The response must contain every line below in which "ErrorKind" appears.

> **Provided data**
════════════════════

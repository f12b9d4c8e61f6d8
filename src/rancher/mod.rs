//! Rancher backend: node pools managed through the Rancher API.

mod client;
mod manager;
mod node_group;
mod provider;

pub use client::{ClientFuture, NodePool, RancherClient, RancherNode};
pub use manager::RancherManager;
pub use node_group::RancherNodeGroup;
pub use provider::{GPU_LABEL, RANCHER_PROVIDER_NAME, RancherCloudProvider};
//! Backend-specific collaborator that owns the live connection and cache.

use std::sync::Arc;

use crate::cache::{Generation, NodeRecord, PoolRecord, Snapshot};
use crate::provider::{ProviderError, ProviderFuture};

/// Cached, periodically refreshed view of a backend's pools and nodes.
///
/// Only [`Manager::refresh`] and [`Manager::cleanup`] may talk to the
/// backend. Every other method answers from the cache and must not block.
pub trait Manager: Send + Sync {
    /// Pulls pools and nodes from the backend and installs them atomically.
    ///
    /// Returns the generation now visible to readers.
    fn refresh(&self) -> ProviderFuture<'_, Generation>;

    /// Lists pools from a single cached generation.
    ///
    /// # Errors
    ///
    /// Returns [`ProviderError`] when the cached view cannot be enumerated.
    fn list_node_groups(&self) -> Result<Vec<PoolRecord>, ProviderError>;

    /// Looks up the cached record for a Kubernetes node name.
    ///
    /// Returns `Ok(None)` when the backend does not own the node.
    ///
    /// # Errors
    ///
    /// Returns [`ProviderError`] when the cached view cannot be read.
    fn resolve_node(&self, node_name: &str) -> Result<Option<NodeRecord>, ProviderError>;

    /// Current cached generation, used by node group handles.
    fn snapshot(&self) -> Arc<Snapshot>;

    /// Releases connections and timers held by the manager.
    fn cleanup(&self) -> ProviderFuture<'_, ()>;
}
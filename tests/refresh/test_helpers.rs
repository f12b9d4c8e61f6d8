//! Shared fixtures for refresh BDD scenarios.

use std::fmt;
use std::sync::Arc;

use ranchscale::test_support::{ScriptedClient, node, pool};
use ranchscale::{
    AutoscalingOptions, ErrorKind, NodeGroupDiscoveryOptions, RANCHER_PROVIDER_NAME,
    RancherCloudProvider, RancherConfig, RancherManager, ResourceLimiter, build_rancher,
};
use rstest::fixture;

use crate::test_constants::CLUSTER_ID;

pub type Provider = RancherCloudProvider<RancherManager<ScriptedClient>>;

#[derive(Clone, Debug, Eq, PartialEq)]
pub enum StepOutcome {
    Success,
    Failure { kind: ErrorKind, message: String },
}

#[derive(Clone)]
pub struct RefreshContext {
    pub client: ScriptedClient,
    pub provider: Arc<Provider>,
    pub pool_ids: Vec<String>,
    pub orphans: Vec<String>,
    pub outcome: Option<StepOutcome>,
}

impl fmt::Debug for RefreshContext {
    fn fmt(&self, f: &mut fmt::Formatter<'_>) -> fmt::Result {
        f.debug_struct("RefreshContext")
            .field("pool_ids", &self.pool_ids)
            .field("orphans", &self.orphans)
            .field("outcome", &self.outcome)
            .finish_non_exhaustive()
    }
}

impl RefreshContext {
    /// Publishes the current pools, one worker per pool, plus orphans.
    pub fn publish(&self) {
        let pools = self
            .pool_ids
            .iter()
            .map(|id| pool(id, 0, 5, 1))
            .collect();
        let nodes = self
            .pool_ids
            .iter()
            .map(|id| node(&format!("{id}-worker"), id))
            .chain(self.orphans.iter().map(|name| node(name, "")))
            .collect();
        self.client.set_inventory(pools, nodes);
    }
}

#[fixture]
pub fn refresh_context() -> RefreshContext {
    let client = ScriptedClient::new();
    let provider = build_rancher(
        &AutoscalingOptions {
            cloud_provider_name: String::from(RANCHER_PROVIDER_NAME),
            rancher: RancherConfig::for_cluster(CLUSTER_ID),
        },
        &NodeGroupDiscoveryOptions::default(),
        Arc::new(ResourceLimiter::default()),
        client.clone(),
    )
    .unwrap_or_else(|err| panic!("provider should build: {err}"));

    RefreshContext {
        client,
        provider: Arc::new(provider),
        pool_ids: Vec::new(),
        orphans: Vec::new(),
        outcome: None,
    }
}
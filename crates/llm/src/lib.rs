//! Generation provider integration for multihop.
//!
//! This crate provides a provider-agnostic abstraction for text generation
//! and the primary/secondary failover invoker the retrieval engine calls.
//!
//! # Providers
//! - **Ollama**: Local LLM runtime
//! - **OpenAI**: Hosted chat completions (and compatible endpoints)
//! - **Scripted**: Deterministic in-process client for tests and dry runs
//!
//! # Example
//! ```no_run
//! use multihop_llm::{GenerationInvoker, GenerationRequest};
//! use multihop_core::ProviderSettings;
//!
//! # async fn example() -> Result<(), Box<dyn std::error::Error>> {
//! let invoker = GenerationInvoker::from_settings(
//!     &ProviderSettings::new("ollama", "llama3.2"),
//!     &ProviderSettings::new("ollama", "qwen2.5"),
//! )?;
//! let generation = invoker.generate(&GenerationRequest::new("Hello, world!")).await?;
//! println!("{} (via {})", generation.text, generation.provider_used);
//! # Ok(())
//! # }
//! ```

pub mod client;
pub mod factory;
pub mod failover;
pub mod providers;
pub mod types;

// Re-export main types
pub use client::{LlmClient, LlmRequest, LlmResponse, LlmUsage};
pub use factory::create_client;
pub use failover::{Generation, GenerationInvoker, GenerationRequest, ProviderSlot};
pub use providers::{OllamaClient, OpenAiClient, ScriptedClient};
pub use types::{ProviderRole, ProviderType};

════════════════════

> **Expected output**
    AutoscalingOptions, ErrorKind, NodeGroupDiscoveryOptions, RANCHER_PROVIDER_NAME,
    Failure { kind: ErrorKind, message: String },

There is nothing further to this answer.